(Saved entries)
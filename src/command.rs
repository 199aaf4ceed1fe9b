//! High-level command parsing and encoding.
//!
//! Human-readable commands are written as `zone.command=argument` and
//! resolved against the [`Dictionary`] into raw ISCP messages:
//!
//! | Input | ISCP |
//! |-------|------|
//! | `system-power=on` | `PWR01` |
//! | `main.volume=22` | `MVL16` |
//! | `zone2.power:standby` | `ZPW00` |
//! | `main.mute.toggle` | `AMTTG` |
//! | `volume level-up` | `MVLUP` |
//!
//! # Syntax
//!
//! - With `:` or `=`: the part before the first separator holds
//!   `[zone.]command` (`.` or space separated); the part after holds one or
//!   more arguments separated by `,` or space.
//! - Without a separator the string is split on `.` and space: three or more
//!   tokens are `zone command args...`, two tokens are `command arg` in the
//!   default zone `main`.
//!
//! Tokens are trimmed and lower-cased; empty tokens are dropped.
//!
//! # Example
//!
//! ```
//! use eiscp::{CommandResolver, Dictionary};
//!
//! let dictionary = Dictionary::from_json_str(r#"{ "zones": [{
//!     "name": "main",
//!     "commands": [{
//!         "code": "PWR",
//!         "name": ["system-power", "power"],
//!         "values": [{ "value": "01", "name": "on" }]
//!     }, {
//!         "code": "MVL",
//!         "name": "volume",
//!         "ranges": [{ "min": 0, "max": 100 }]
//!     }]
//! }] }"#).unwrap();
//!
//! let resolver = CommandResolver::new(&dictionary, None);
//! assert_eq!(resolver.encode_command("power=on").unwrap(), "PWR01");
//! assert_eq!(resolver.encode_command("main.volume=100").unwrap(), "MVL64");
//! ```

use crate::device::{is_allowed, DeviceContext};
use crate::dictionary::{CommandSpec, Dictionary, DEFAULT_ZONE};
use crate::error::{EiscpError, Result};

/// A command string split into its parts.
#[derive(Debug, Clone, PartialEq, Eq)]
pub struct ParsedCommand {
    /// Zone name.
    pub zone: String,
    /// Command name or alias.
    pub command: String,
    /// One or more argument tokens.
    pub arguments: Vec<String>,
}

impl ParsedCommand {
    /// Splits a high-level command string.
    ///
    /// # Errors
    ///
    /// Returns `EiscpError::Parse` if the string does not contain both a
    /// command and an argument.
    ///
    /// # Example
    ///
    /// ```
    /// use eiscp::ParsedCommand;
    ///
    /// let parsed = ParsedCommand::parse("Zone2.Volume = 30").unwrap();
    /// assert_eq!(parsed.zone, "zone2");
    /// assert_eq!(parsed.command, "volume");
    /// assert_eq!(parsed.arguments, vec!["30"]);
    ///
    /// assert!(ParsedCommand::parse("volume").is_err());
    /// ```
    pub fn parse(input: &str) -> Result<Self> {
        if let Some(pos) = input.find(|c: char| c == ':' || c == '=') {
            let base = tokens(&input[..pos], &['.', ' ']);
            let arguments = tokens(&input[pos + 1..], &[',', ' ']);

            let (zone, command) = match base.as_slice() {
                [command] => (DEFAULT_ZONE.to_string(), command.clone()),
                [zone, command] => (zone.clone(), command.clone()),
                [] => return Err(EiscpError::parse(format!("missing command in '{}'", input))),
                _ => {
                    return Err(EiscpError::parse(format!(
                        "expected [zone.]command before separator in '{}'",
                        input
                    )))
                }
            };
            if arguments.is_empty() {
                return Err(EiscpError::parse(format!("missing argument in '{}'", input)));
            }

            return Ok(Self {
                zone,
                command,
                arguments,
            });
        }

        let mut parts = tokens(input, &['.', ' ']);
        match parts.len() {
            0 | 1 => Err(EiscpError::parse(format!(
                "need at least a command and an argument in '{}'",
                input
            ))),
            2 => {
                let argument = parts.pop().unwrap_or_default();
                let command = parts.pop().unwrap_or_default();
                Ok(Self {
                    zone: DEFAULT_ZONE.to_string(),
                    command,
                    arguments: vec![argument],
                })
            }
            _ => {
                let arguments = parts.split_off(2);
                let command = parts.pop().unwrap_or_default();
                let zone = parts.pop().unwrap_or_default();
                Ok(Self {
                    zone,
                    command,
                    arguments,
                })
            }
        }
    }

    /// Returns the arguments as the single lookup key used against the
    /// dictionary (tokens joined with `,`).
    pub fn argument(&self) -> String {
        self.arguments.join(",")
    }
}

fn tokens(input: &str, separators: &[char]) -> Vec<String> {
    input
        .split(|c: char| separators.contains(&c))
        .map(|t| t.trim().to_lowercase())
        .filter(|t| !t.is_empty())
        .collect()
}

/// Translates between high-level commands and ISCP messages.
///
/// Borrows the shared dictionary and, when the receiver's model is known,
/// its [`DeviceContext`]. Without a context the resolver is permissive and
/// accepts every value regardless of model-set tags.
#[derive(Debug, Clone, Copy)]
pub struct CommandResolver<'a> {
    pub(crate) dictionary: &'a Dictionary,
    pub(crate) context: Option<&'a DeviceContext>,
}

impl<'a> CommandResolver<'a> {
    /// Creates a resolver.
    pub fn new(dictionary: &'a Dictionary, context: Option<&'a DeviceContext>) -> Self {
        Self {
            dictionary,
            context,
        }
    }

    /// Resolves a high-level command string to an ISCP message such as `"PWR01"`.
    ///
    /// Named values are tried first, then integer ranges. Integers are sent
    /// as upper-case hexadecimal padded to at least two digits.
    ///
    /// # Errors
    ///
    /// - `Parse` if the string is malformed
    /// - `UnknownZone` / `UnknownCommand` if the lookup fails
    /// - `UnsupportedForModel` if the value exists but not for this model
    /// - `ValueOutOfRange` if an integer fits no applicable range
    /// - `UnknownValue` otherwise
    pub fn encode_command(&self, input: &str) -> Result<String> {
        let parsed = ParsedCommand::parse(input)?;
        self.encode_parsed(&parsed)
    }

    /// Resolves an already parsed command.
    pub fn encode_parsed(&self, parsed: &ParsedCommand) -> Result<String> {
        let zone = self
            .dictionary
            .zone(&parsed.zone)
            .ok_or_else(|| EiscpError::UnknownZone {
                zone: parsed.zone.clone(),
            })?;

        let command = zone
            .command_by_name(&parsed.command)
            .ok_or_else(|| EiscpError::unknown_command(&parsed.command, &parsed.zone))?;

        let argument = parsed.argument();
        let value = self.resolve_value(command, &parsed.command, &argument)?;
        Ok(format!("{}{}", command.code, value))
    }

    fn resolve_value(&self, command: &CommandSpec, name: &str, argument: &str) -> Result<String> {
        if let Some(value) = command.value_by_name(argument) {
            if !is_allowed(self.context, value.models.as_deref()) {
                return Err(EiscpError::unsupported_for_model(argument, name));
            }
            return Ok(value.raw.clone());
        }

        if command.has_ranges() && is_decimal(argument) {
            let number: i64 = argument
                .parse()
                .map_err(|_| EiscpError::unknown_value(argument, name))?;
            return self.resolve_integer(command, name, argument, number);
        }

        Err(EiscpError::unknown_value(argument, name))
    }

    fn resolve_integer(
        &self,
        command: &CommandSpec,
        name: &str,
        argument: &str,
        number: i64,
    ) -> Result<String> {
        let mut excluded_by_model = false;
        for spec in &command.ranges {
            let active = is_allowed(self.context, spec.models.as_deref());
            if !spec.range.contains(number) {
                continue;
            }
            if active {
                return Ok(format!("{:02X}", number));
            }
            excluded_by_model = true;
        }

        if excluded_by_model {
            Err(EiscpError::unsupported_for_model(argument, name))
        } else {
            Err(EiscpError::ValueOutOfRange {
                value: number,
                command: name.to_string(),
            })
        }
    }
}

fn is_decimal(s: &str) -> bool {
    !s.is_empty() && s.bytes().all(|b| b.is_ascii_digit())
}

■ Task to complete
In the records above, how many lines hold the string "CommandResolver"? Respond with that number only.

■ Task result
4